A percepção de que as garantias fundamentais e o próprio espírito da lei maior parecem perder a eficácia no cotidiano das cidades é um sintoma inquietante da crise institucional. Em municípios de forte relevância e desenvolvimento, como Balneário Camboriú (SC), a sensação de que a norma constitucional se enfraquece diante de dinâmicas locais gera um profundo sentimento de desalento cívico, criando o que se pode denominar de uma soberania em suspenso no plano municipal. É justamente nesse cenário de distanciamento entre a letra da lei e a realidade vivida que se impõe uma reflexão urgente sobre o futuro da ordem jurídica e política.
A Diáspora Mental e o Vínculo Inegociável com a Pátria
Para o cidadão que mantém os horizontes abertos para o cenário global e cujos pensamentos muitas vezes orbitam outras geografias ou prioridades internacionais, manter a atenção voltada para fora evidencia, por contraste, as fragilidades internas do próprio país.
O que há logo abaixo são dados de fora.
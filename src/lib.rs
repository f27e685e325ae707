//! Stashpoint - pluggable cache backends
//!
//! One cache contract over file, shared memory, memcached and redis storage,
//! with primary/backup driver selection and TTL expiration.

pub mod cache;
pub mod config;
pub mod error;

pub use cache::{Cache, CacheBackend, CacheDriver, CacheMetadata};
pub use config::CacheConfig;
pub use error::{CacheError, Result};
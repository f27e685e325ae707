//! Driver Names
//!
//! Identifies the available backends by the name used in configuration.

use std::fmt;
use std::str::FromStr;

use serde::{Deserialize, Serialize};

use crate::error::CacheError;

// == Cache Driver ==
/// Names of the available cache backends.
#[derive(Debug, Clone, Copy, PartialEq, Eq, Hash, Default, Serialize, Deserialize)]
#[serde(rename_all = "lowercase")]
pub enum CacheDriver {
    /// Process-wide shared memory segment
    Apc,
    /// One file per key inside a cache directory
    #[default]
    File,
    /// Memcached server pool
    Memcached,
    /// Single Redis server
    Redis,
    /// In-process user cache with native per-entry TTL
    Wincache,
    /// No-op fallback
    Dummy,
}

impl CacheDriver {
    /// All drivers in declaration order.
    pub const ALL: [CacheDriver; 6] = [
        CacheDriver::Apc,
        CacheDriver::File,
        CacheDriver::Memcached,
        CacheDriver::Redis,
        CacheDriver::Wincache,
        CacheDriver::Dummy,
    ];

    /// Configuration name of the driver.
    pub fn as_str(&self) -> &'static str {
        match self {
            CacheDriver::Apc => "apc",
            CacheDriver::File => "file",
            CacheDriver::Memcached => "memcached",
            CacheDriver::Redis => "redis",
            CacheDriver::Wincache => "wincache",
            CacheDriver::Dummy => "dummy",
        }
    }

    /// Picks the driver to retry with after `self` reported unsupported.
    ///
    /// The backup wins when configured and different from `self`; otherwise the
    /// dummy driver is used.
    pub fn fallback(self, backup: Option<CacheDriver>) -> CacheDriver {
        match backup {
            Some(backup) if backup != self => backup,
            _ => CacheDriver::Dummy,
        }
    }
}

impl fmt::Display for CacheDriver {
    fn fmt(&self, f: &mut fmt::Formatter<'_>) -> fmt::Result {
        f.write_str(self.as_str())
    }
}

impl FromStr for CacheDriver {
    type Err = CacheError;

    fn from_str(s: &str) -> Result<Self, Self::Err> {
        let name = s.trim().to_ascii_lowercase();
        CacheDriver::ALL
            .into_iter()
            .find(|driver| driver.as_str() == name)
            .ok_or_else(|| CacheError::Config(format!("unknown cache driver '{s}'")))
    }
}
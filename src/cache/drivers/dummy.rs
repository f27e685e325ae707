//! Dummy Backend
//!
//! Stores nothing. Writes succeed and reads miss, so it can stand in for any
//! backend that is unavailable.

use async_trait::async_trait;
use serde_json::Value;

use crate::cache::{CacheBackend, CacheDriver, CacheMetadata};

/// No-op cache backend; `delete` always returns `true`.
#[derive(Debug, Default, Clone, Copy)]
pub struct DummyCache;

#[async_trait]
impl CacheBackend for DummyCache {
    fn driver(&self) -> CacheDriver {
        CacheDriver::Dummy
    }

    fn is_supported(&self) -> bool {
        true
    }

    async fn get(&self, _key: &str) -> Option<Value> {
        None
    }

    async fn save(&self, _key: &str, _value: Value, _ttl: u64) -> bool {
        true
    }

    async fn delete(&self, _key: &str) -> bool {
        true
    }

    async fn clean(&self) -> bool {
        true
    }

    async fn cache_info(&self, _kind: Option<&str>) -> Option<Value> {
        None
    }

    async fn get_metadata(&self, _key: &str) -> Option<CacheMetadata> {
        None
    }
}
//! WinCache Backend
//!
//! In-process user cache that enforces TTL itself through moka's per-entry
//! expiry, so expired records are never handed back by a lookup.

use std::sync::atomic::{AtomicU64, Ordering};
use std::sync::Arc;
use std::time::{Duration, Instant};

use async_trait::async_trait;
use moka::future::Cache;
use moka::Expiry;
use serde_json::{json, Value};
use tracing::debug;

use crate::cache::{CacheBackend, CacheDriver, CacheMetadata, Clock, StoredRecord};
use crate::config::WincacheConfig;

/// Longest TTL handed to moka; larger values would overflow its `Instant` math.
const MAX_NATIVE_TTL: u64 = 100 * 365 * 24 * 3600;

// == Record Expiry ==
/// Per-entry expiry read from the stored record's TTL.
struct RecordExpiry;

impl RecordExpiry {
    fn ttl_of(record: &StoredRecord) -> Option<Duration> {
        (record.ttl > 0).then(|| Duration::from_secs(record.ttl.min(MAX_NATIVE_TTL)))
    }
}

impl Expiry<String, StoredRecord> for RecordExpiry {
    fn expire_after_create(
        &self,
        _key: &String,
        value: &StoredRecord,
        _created_at: Instant,
    ) -> Option<Duration> {
        Self::ttl_of(value)
    }

    // An overwrite restarts the TTL from the new record.
    fn expire_after_update(
        &self,
        _key: &String,
        value: &StoredRecord,
        _updated_at: Instant,
        _duration_until_expiry: Option<Duration>,
    ) -> Option<Duration> {
        Self::ttl_of(value)
    }
}

// == WinCache ==
/// Cache backend over an in-process moka cache.
///
/// `delete` returns `false` when the key was not stored. `clean` only drops
/// keys carrying this instance's prefix.
pub struct WincacheCache {
    cache: Cache<String, StoredRecord>,
    enabled: bool,
    max_entries: u64,
    key_prefix: String,
    clock: Arc<dyn Clock>,
    hits: AtomicU64,
    misses: AtomicU64,
}

impl WincacheCache {
    // == Constructor ==
    pub fn new(config: &WincacheConfig, key_prefix: &str, clock: Arc<dyn Clock>) -> Self {
        let cache = Cache::builder()
            .max_capacity(config.max_entries)
            .expire_after(RecordExpiry)
            .build();

        Self {
            cache,
            enabled: config.enabled,
            max_entries: config.max_entries,
            key_prefix: key_prefix.to_string(),
            clock,
            hits: AtomicU64::new(0),
            misses: AtomicU64::new(0),
        }
    }

    // == Lookup ==
    /// Reads a record and bumps the hit or miss counter.
    async fn lookup(&self, key: &str) -> Option<StoredRecord> {
        let found = self.cache.get(key).await;
        let counter = if found.is_some() {
            &self.hits
        } else {
            &self.misses
        };
        counter.fetch_add(1, Ordering::Relaxed);
        found
    }
}

#[async_trait]
impl CacheBackend for WincacheCache {
    fn driver(&self) -> CacheDriver {
        CacheDriver::Wincache
    }

    // == Is Supported ==
    fn is_supported(&self) -> bool {
        if !self.enabled {
            debug!("WinCache: user cache disabled by configuration");
        }
        self.enabled
    }

    // == Get ==
    async fn get(&self, key: &str) -> Option<Value> {
        self.lookup(key).await.map(|record| record.value)
    }

    // == Save ==
    async fn save(&self, key: &str, value: Value, ttl: u64) -> bool {
        let record = StoredRecord::new(value, ttl, self.clock.now());
        self.cache.insert(key.to_string(), record).await;
        true
    }

    // == Delete ==
    async fn delete(&self, key: &str) -> bool {
        self.cache.remove(key).await.is_some()
    }

    // == Clean ==
    async fn clean(&self) -> bool {
        if self.key_prefix.is_empty() {
            self.cache.invalidate_all();
        } else {
            let doomed: Vec<Arc<String>> = self
                .cache
                .iter()
                .filter(|(key, _)| key.starts_with(&self.key_prefix))
                .map(|(key, _)| key)
                .collect();
            for key in doomed {
                self.cache.invalidate(key.as_str()).await;
            }
        }
        self.cache.run_pending_tasks().await;
        true
    }

    // == Cache Info ==
    /// `kind`: `None` for counters plus the entry list, `"summary"` for
    /// counters only.
    async fn cache_info(&self, kind: Option<&str>) -> Option<Value> {
        self.cache.run_pending_tasks().await;
        let mut info = json!({
            "total_hit_count": self.hits.load(Ordering::Relaxed),
            "total_miss_count": self.misses.load(Ordering::Relaxed),
            "total_item_count": self.cache.entry_count(),
            "max_entries": self.max_entries,
        });

        match kind {
            None => {
                let entries: Vec<Value> = self
                    .cache
                    .iter()
                    .map(|(key, record)| {
                        json!({
                            "key_name": key.as_str(),
                            "ttl_seconds": record.ttl,
                            "age_seconds": self.clock.now() - record.stored_at,
                        })
                    })
                    .collect();
                info["ucache_entries"] = Value::Array(entries);
                Some(info)
            }
            Some("summary") => Some(info),
            Some(other) => {
                debug!("WinCache: unsupported info type '{}'", other);
                None
            }
        }
    }

    // == Metadata ==
    async fn get_metadata(&self, key: &str) -> Option<CacheMetadata> {
        self.cache.get(key).await.map(|record| record.metadata())
    }
}
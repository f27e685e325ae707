//! Cache Statistics Module
//!
//! Tracks hit/miss counters for backends that keep their own bookkeeping.

use serde::Serialize;

// == Cache Stats ==
/// Tracks cache performance metrics.
#[derive(Debug, Clone, Default, Serialize)]
pub struct CacheStats {
    /// Number of successful cache retrievals
    pub hits: u64,
    /// Number of failed cache retrievals (key not found or expired)
    pub misses: u64,
    /// Number of writes
    pub inserts: u64,
    /// Number of entries dropped because their TTL elapsed
    pub expunges: u64,
    /// Current number of entries in the cache
    pub total_entries: usize,
}

impl CacheStats {
    // == Constructor ==
    /// Creates a new CacheStats with all counters at zero.
    pub fn new() -> Self {
        Self::default()
    }

    // == Hit Rate ==
    /// Calculates the cache hit rate.
    ///
    /// Returns hits / (hits + misses), or 0.0 if no requests have been made.
    pub fn hit_rate(&self) -> f64 {
        let total = self.hits + self.misses;
        if total == 0 {
            0.0
        } else {
            self.hits as f64 / total as f64
        }
    }

    pub fn record_hit(&mut self) {
        self.hits += 1;
    }

    pub fn record_miss(&mut self) {
        self.misses += 1;
    }

    pub fn record_insert(&mut self) {
        self.inserts += 1;
    }

    pub fn record_expunge(&mut self) {
        self.record_expunges(1);
    }

    pub fn record_expunges(&mut self, count: usize) {
        self.expunges += count as u64;
    }

    pub fn set_total_entries(&mut self, count: usize) {
        self.total_entries = count;
    }
}

// == Unit Tests ==
#[cfg(test)]
mod tests {
    use super::*;

    #[test]
    fn test_stats_new() {
        let stats = CacheStats::new();
        assert_eq!(stats.hits, 0);
        assert_eq!(stats.misses, 0);
        assert_eq!(stats.inserts, 0);
        assert_eq!(stats.total_entries, 0);
    }

    #[test]
    fn test_hit_rate_no_requests() {
        let stats = CacheStats::new();
        assert_eq!(stats.hit_rate(), 0.0);
    }

    #[test]
    fn test_hit_rate_mixed() {
        let mut stats = CacheStats::new();
        stats.record_hit();
        stats.record_miss();
        assert_eq!(stats.hit_rate(), 0.5);
    }

    #[test]
    fn test_counters_accumulate() {
        let mut stats = CacheStats::new();
        stats.record_insert();
        stats.record_insert();
        stats.record_expunge();
        stats.record_expunges(3);
        stats.set_total_entries(1);
        assert_eq!(stats.inserts, 2);
        assert_eq!(stats.expunges, 4);
        assert_eq!(stats.total_entries, 1);
    }
}
//! Backend Contract
//!
//! The operation set every cache backend implements. Every operation reports
//! failure through its return value; nothing here raises.

use async_trait::async_trait;
use serde_json::Value;

use crate::cache::{CacheDriver, CacheMetadata};

/// Uniform contract implemented by every cache backend.
///
/// Keys reach the backend already prefixed by the [`Cache`](crate::cache::Cache)
/// facade.
#[async_trait]
pub trait CacheBackend: Send + Sync {
    /// Which driver this backend implements.
    fn driver(&self) -> CacheDriver;

    /// Probes whether the backend can run in this environment.
    ///
    /// Must not modify any state; it may log.
    fn is_supported(&self) -> bool;

    /// Backend-specific setup run once after the support check passed.
    async fn initialize(&mut self) {}

    /// Returns the stored value, or None for missing, expired or undecodable keys.
    async fn get(&self, key: &str) -> Option<Value>;

    /// Stores `value` under `key`, overwriting any previous entry.
    ///
    /// `ttl == 0` requests no expiration.
    async fn save(&self, key: &str, value: Value, ttl: u64) -> bool;

    /// Removes `key`. See each backend for the meaning of the result.
    async fn delete(&self, key: &str) -> bool;

    /// Removes every entry in the namespace the backend manages.
    async fn clean(&self) -> bool;

    /// Backend statistics, optionally filtered by a backend-specific `kind`.
    async fn cache_info(&self, kind: Option<&str>) -> Option<Value>;

    /// Expiration details for `key`.
    async fn get_metadata(&self, key: &str) -> Option<CacheMetadata>;
}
Ainda que a mente transite por outras realidades e por horizontes distantes, a responsabilidade com o Brasil permanece intransferível. É um equívoco acreditar que o olhar cosmopolita anula o dever cívico; pelo contrário, essa perspectiva amplia a exigência por padrões institucionais mais elevados no território nacional. Quando a ordem interna fraqueja e a Constituição parece silenciar diante de conveniências locais, a necessidade de interlocutores firmes e comprometidos dentro do país torna-se uma questão essencial.
A Escolha por Quem Não Desistiu do Brasil
Diante de um panorama em que o descrédito ameaça paralisar a ação, a resposta não reside na alienação ou na apatia, mas na restauração da responsabilidade política. A escolha por lideranças e representantes públicos passa, obrigatoriamente, por identificar aqueles que mantêm a linha de frente na defesa do Estado de Direito e que fazem valer o compromisso de que a caminhada é daqueles que não desistiram do país.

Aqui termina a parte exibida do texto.